Alaska Permanent Fund Corp., Juneau, is partnering with another sovereign wealth fund to develop a closed-end emerging markets equity fund that will trade on the New York Stock Exchange and the Abu Dhabi Securities Exchange, said Russell Read, chief investment officer for the $64.5 billion sovereign wealth fund, speaking Thursday on a panel at the Pension Bridge annual conference in San Francisco.
The emerging markets equity fund will be focused on investing in high-growth markets with high population growth, Mr. Read said. He did not name Alaska's sovereign wealth fund partner.
Overall, Alaska Permanent officials are looking to form more partnerships with other asset owners, including U.S. pension plans and money managers, Mr. Read said. He said forming partnerships is a way for Alaska Permanent to compete with large pension funds and other sovereign wealth funds that have investment staffs with more than 1,000 people.
The other speakers on the panel were Mansco Perry III, executive director and CIO of the $64.1 billion Minnesota State Board of Investment, St. Paul; Scott C. Evans, deputy comptroller, asset management and CIO, New York City Office of the Comptroller, Bureau of Asset Management, with manages the $194.7 billion New York City Retirement Systems; and Craig Husting, CIO at the $44 billion Missouri Public School and Education Employee Retirement Systems, Jefferson City.

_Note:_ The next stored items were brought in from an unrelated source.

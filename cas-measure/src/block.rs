use std::fmt;
use std::str::FromStr;

use bytes::Bytes;
use md5::{Digest, Md5};

use crate::error::BlockstoreError;

/// Length in bytes of a block identifier (an MD5 digest).
pub const CID_LEN: usize = 16;

/// Content identifier of a block: the MD5 digest of its payload.
#[derive(Clone, Copy, PartialEq, Eq, Hash, PartialOrd, Ord)]
pub struct Cid([u8; CID_LEN]);

impl Cid {
    /// Computes the identifier of the given payload.
    pub fn digest(data: &[u8]) -> Self {
        let mut hasher = Md5::new();
        hasher.update(data);
        Self(hasher.finalize().into())
    }

    pub fn as_bytes(&self) -> &[u8; CID_LEN] {
        &self.0
    }
}

impl From<[u8; CID_LEN]> for Cid {
    fn from(value: [u8; CID_LEN]) -> Self {
        Self(value)
    }
}

impl TryFrom<&[u8]> for Cid {
    type Error = BlockstoreError;

    fn try_from(value: &[u8]) -> Result<Self, Self::Error> {
        let raw: [u8; CID_LEN] = value
            .try_into()
            .map_err(|_| BlockstoreError::InvalidCid(faster_hex::hex_string(value)))?;
        Ok(Self(raw))
    }
}

impl FromStr for Cid {
    type Err = BlockstoreError;

    fn from_str(s: &str) -> Result<Self, Self::Err> {
        if s.len() != CID_LEN * 2 {
            return Err(BlockstoreError::InvalidCid(s.to_string()));
        }
        let mut raw = [0u8; CID_LEN];
        faster_hex::hex_decode(s.as_bytes(), &mut raw)
            .map_err(|_| BlockstoreError::InvalidCid(s.to_string()))?;
        Ok(Self(raw))
    }
}

impl fmt::Display for Cid {
    fn fmt(&self, f: &mut fmt::Formatter<'_>) -> fmt::Result {
        f.write_str(&faster_hex::hex_string(&self.0))
    }
}

impl fmt::Debug for Cid {
    fn fmt(&self, f: &mut fmt::Formatter<'_>) -> fmt::Result {
        write!(f, "Cid({self})")
    }
}

/// An immutable payload together with the identifier it is stored under.
#[derive(Debug, Clone, PartialEq, Eq)]
pub struct Block {
    cid: Cid,
    data: Bytes,
}

impl Block {
    /// Creates a block, deriving its identifier from the payload.
    pub fn new(data: impl Into<Bytes>) -> Self {
        let data = data.into();
        Self {
            cid: Cid::digest(&data),
            data,
        }
    }

    /// Creates a block under a caller supplied identifier. The payload is not
    /// checked against it; use [`Block::verify`] for that.
    pub fn with_cid(cid: Cid, data: impl Into<Bytes>) -> Self {
        Self {
            cid,
            data: data.into(),
        }
    }

    pub fn cid(&self) -> &Cid {
        &self.cid
    }

    pub fn data(&self) -> &Bytes {
        &self.data
    }

    pub fn len(&self) -> usize {
        self.data.len()
    }

    pub fn is_empty(&self) -> bool {
        self.data.is_empty()
    }

    pub fn into_data(self) -> Bytes {
        self.data
    }

    /// Recomputes the digest of the payload and compares it to the identifier.
    pub fn verify(&self) -> Result<(), BlockstoreError> {
        if Cid::digest(&self.data) == self.cid {
            Ok(())
        } else {
            Err(BlockstoreError::HashMismatch(self.cid))
        }
    }
}
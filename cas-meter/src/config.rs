use std::collections::BTreeMap;
use std::collections::HashMap;
use std::fs;
use std::path::{Path, PathBuf};
use std::str::FromStr;
use std::sync::Arc;

use anyhow::{bail, Context, Result};
use cas_measure::{
    Blockstore, Close, Durability, FjallBlockstore, MeasuredBlockstore, MemoryBlockstore,
    MetricsRegistry,
};
use clap::Args;
use serde::{Deserialize, Deserializer};
use tracing::info;

/// Storage backend behind a measured store.
#[derive(Debug, Clone, Copy, PartialEq, Eq, Deserialize)]
#[serde(rename_all = "lowercase")]
pub enum BackendKind {
    Memory,
    Fjall,
}

impl FromStr for BackendKind {
    type Err = String;

    fn from_str(s: &str) -> Result<Self, Self::Err> {
        match s.to_lowercase().as_str() {
            "memory" => Ok(BackendKind::Memory),
            "fjall" => Ok(BackendKind::Fjall),
            _ => Err(format!("Unknown backend: {}", s)),
        }
    }
}

/// Flags describing a single store.
#[derive(Args, Debug, Clone)]
pub struct StoreArgs {
    #[arg(long, default_value = "fjall", help = "Block store backend (memory, fjall)")]
    pub backend: BackendKind,

    #[arg(long, default_value = ".")]
    pub data_root: PathBuf,

    #[arg(long, default_value = "cas_meter", help = "Name prefix of the store metrics")]
    pub prefix: String,

    #[arg(
        long,
        help = "Durability level (buffer, fsync, fdatasync), leave empty for background flushes"
    )]
    pub durability: Option<Durability>,

    #[arg(long, help = "Verify block hashes on reads")]
    pub hash_on_read: bool,
}

impl From<&StoreArgs> for StoreConfig {
    fn from(args: &StoreArgs) -> Self {
        Self {
            backend: args.backend,
            path: Some(args.data_root.clone()),
            prefix: Some(args.prefix.clone()),
            durability: args.durability,
            hash_on_read: args.hash_on_read,
        }
    }
}

/// One `[stores.<name>]` table of the stores file.
#[derive(Debug, Clone, Deserialize)]
pub struct StoreConfig {
    pub backend: BackendKind,
    #[serde(default)]
    pub path: Option<PathBuf>,
    /// Metric name prefix, defaults to the store name.
    #[serde(default)]
    pub prefix: Option<String>,
    #[serde(default, deserialize_with = "durability_from_str")]
    pub durability: Option<Durability>,
    #[serde(default)]
    pub hash_on_read: bool,
}

impl StoreConfig {
    /// Opens the backend and wraps it, registering metrics in `registry`.
    pub fn open(&self, name: &str, registry: &dyn MetricsRegistry) -> Result<MeasuredBlockstore> {
        let backend: Arc<dyn Blockstore> = match self.backend {
            BackendKind::Memory => Arc::new(MemoryBlockstore::new()),
            BackendKind::Fjall => {
                let Some(path) = &self.path else {
                    bail!("store {name}: the fjall backend needs a path");
                };
                let store = FjallBlockstore::open(path, self.durability)
                    .with_context(|| format!("failed to open store {name} at {}", path.display()))?;
                Arc::new(store)
            }
        };
        backend.hash_on_read(self.hash_on_read);

        let prefix = self.prefix.as_deref().unwrap_or(name);
        let store = MeasuredBlockstore::with_registry(prefix, backend, registry)
            .with_context(|| format!("failed to register metrics for store {name}"))?;
        info!(store = name, prefix, backend = ?self.backend, "store ready");
        Ok(store)
    }
}

fn durability_from_str<'de, D>(deserializer: D) -> Result<Option<Durability>, D::Error>
where
    D: Deserializer<'de>,
{
    Option::<String>::deserialize(deserializer)?
        .map(|s| s.parse().map_err(serde::de::Error::custom))
        .transpose()
}

/// Configuration file structure for stores.toml
#[derive(Debug, Clone, Deserialize)]
pub struct StoresConfig {
    pub stores: BTreeMap<String, StoreConfig>,
}

impl StoresConfig {
    /// Load stores configuration from a TOML file
    pub fn load_from_file(path: impl AsRef<Path>) -> Result<Self> {
        let path = path.as_ref();
        let content = fs::read_to_string(path)
            .with_context(|| format!("failed to read stores config file {}", path.display()))?;
        Self::parse(&content)
    }

    pub fn parse(content: &str) -> Result<Self> {
        let config: Self = toml::from_str(content).context("failed to parse stores config")?;
        if config.stores.is_empty() {
            bail!("stores config does not define any store");
        }
        Ok(config)
    }

    /// Opens every configured store.
    pub fn open(&self, registry: &dyn MetricsRegistry) -> Result<Stores> {
        let mut stores = HashMap::new();
        for (name, config) in &self.stores {
            let store = config.open(name, registry)?;
            stores.insert(name.clone(), Arc::new(store));
        }
        Ok(Stores { stores })
    }
}

/// Opened stores addressed by name.
#[derive(Debug, Default)]
pub struct Stores {
    stores: HashMap<String, Arc<MeasuredBlockstore>>,
}

impl Stores {
    pub fn single(name: &str, store: MeasuredBlockstore) -> Self {
        let mut stores = HashMap::new();
        stores.insert(name.to_string(), Arc::new(store));
        Self { stores }
    }

    pub fn get(&self, name: &str) -> Option<Arc<MeasuredBlockstore>> {
        self.stores.get(name).cloned()
    }

    pub fn names(&self) -> impl Iterator<Item = &String> {
        self.stores.keys()
    }

    pub fn len(&self) -> usize {
        self.stores.len()
    }

    pub fn is_empty(&self) -> bool {
        self.stores.is_empty()
    }

    /// Closes every store, returning the first failure after trying all.
    pub fn close_all(&self) -> Result<()> {
        let mut first_err = None;
        for (name, store) in &self.stores {
            if let Err(err) = store.close() {
                tracing::error!(store = %name, "failed to close store: {err}");
                first_err.get_or_insert(anyhow::Error::new(err).context(format!("store {name}")));
            }
        }
        match first_err {
            Some(err) => Err(err),
            None => Ok(()),
        }
    }
}
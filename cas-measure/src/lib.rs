//! # CAS Measure
//!
//! A metrics-recording layer for content-addressed block stores.
//!
//! [`MeasuredBlockstore`] wraps any [`Blockstore`] and, for every call, counts
//! it, times it and records payload or batch sizes before handing the call to
//! the wrapped store. Results and errors come back exactly as the backend
//! produced them.
//!
//! ## Features
//!
//! - **Transparent**: the wrapper is itself a [`Blockstore`]
//! - **Capability aware**: batched deletes, in place views and explicit close
//!   are used when the backend has them, and emulated otherwise
//! - **Pluggable metrics**: instruments come from a [`MetricsRegistry`];
//!   [`PrometheusMetrics`] and [`NoOpMetrics`] are provided
//! - **Reference backends**: [`MemoryBlockstore`] and [`FjallBlockstore`]
//!
//! ## Example
//!
//! ```no_run
//! use cas_measure::{Block, Blockstore, MeasuredBlockstore, MemoryBlockstore};
//! use std::sync::Arc;
//!
//! # fn example() -> Result<(), Box<dyn std::error::Error>> {
//! let store = MeasuredBlockstore::new("blocks", Arc::new(MemoryBlockstore::new()))?;
//!
//! let block = Block::new(&b"hello"[..]);
//! store.put(&block)?;
//! assert_eq!(store.get(block.cid())?, block);
//!
//! // blocks_put_total, blocks_get_size_bytes, ... are now in prometheus::gather()
//! # Ok(())
//! # }
//! ```

pub mod block;
pub mod error;
pub mod fjall_store;
pub mod measure;
pub mod memory;
pub mod metrics;
pub mod store;

pub use block::{Block, Cid};
pub use error::{BlockstoreError, MetricsError};
pub use fjall_store::{Durability, FjallBlockstore};
pub use measure::{Capabilities, MeasuredBlockstore};
pub use memory::MemoryBlockstore;
pub use metrics::{
    Counter, Histogram, MetricsRegistry, NoOpMetrics, PrometheusMetrics, LATENCY_BUCKETS_MS,
    SIZE_BUCKETS,
};
pub use store::{BatchDelete, Blockstore, Close, KeyIter, View, ViewFn};
use std::collections::HashMap;
use std::sync::atomic::{AtomicBool, Ordering};
use std::sync::RwLock;

use bytes::Bytes;
use tracing::warn;

use crate::block::{Block, Cid};
use crate::error::BlockstoreError;
use crate::store::{Blockstore, KeyIter};

/// In-memory block store.
///
/// Only the mandatory [`Blockstore`] operations are provided, so a
/// [`MeasuredBlockstore`](crate::MeasuredBlockstore) in front of it runs its
/// fallback paths for batched deletes and views.
#[derive(Debug, Default)]
pub struct MemoryBlockstore {
    blocks: RwLock<HashMap<Cid, Bytes>>,
    hash_on_read: AtomicBool,
}

impl MemoryBlockstore {
    pub fn new() -> Self {
        Self::default()
    }

    pub fn len(&self) -> Result<usize, BlockstoreError> {
        let blocks = self.blocks.read().map_err(|_| BlockstoreError::Poisoned)?;
        Ok(blocks.len())
    }

    pub fn is_empty(&self) -> Result<bool, BlockstoreError> {
        Ok(self.len()? == 0)
    }
}

impl Blockstore for MemoryBlockstore {
    fn put(&self, block: &Block) -> Result<(), BlockstoreError> {
        let mut blocks = self.blocks.write().map_err(|_| BlockstoreError::Poisoned)?;
        blocks.insert(*block.cid(), block.data().clone());
        Ok(())
    }

    fn put_many(&self, new_blocks: &[Block]) -> Result<(), BlockstoreError> {
        let mut blocks = self.blocks.write().map_err(|_| BlockstoreError::Poisoned)?;
        for block in new_blocks {
            blocks.insert(*block.cid(), block.data().clone());
        }
        Ok(())
    }

    fn get(&self, cid: &Cid) -> Result<Block, BlockstoreError> {
        let data = {
            let blocks = self.blocks.read().map_err(|_| BlockstoreError::Poisoned)?;
            blocks.get(cid).cloned()
        };
        let block = Block::with_cid(*cid, data.ok_or(BlockstoreError::NotFound(*cid))?);
        if self.hash_on_read.load(Ordering::Relaxed) {
            if let Err(err) = block.verify() {
                warn!(cid = %cid, "stored block does not match its identifier");
                return Err(err);
            }
        }
        Ok(block)
    }

    fn has(&self, cid: &Cid) -> Result<bool, BlockstoreError> {
        let blocks = self.blocks.read().map_err(|_| BlockstoreError::Poisoned)?;
        Ok(blocks.contains_key(cid))
    }

    fn get_size(&self, cid: &Cid) -> Result<usize, BlockstoreError> {
        let blocks = self.blocks.read().map_err(|_| BlockstoreError::Poisoned)?;
        blocks
            .get(cid)
            .map(|data| data.len())
            .ok_or(BlockstoreError::NotFound(*cid))
    }

    fn delete_block(&self, cid: &Cid) -> Result<(), BlockstoreError> {
        let mut blocks = self.blocks.write().map_err(|_| BlockstoreError::Poisoned)?;
        blocks.remove(cid);
        Ok(())
    }

    fn all_keys(&self) -> Result<KeyIter, BlockstoreError> {
        // snapshot, so the iterator does not hold the lock
        let keys: Vec<Cid> = {
            let blocks = self.blocks.read().map_err(|_| BlockstoreError::Poisoned)?;
            blocks.keys().copied().collect()
        };
        Ok(Box::new(keys.into_iter().map(Ok)))
    }

    fn hash_on_read(&self, enabled: bool) {
        self.hash_on_read.store(enabled, Ordering::Relaxed);
    }
}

All agreed that diversity of their staff, including gender diversity, was important to them. However, Messrs. Read and Husting noted that when it came to diversity in their money managers, private equity managers had the least diversity among their manager ranks.
At Alaska Permanent, the executive director and two investment officers are women, Mr. Read said. "The part of the industry (private equity) has not seen the same type of gender diversification," he said.
The panelists also supported considering environmental, social and governance criteria in their investing but said the social part is tricky.
"ESG has become a misnomer of sorts, but we are very compassionate about the components," Mr. Evans said.
The issue with the social element is that the five retirement boards that make up the New York system don't always agree on values. For example, three of the five boards do not invest in companies that manufacture guns but two of the boards, the ones running pension plans for the police officers and firefighters are "vehemently against" a ban on investing in gun manufactures because they use guns in their jobs, Mr. Evans said.
"We have to look at our fiduciary duty. Those values can't conflict with our fiduciary duty," he said. "We are lucky with guns. If you take them out of the index, there is no tracking error."
However, the issue of fossil fuels is a different story. Several board members have said publicly that they would seriously look at divesting from fossil-fuel companies, which could create a large — more than 50% — tracking error, Mr. Evans said.
So, officials at the pension funds will be studying how to balance the pension funds' values of divesting from fossil fuel-related companies with their fiduciary obligation, Mr. Evans noted.
Mr. Husting agreed with Mr. Evans regarding the social part of ESG and said his board has adopted a policy against social investing.
Mr. Read said Alaska Permanent officials are focusing on ESG in private equity, venture capital and real estate, areas in which the fund "can change the landscape" such as investing in biotechnology related to Alzheimer's disease and cancer.
In a separate panel, Aoifinn Devitt, CIO of the $2.6 billion Chicago Policemen's Annuity & Benefit Fund, kicked off a panel she moderated Wednesday about currency hedging by chastising managers that aren't honest about sources of returns, including currency.
The Chicago Policemen's pension fund earned a 17% net return for the year ended Dec. 31, which was pushed up by global equities and that performance was boosted by the outperformance of currencies including the euro, Ms. Devitt said. She said the pension fund rebalanced the portfolio to realize some of that currency gain.
As of Dec. 31, equities accounted for 57% of plan assets, but plan officials are cutting it down to the pension fund's 42% target.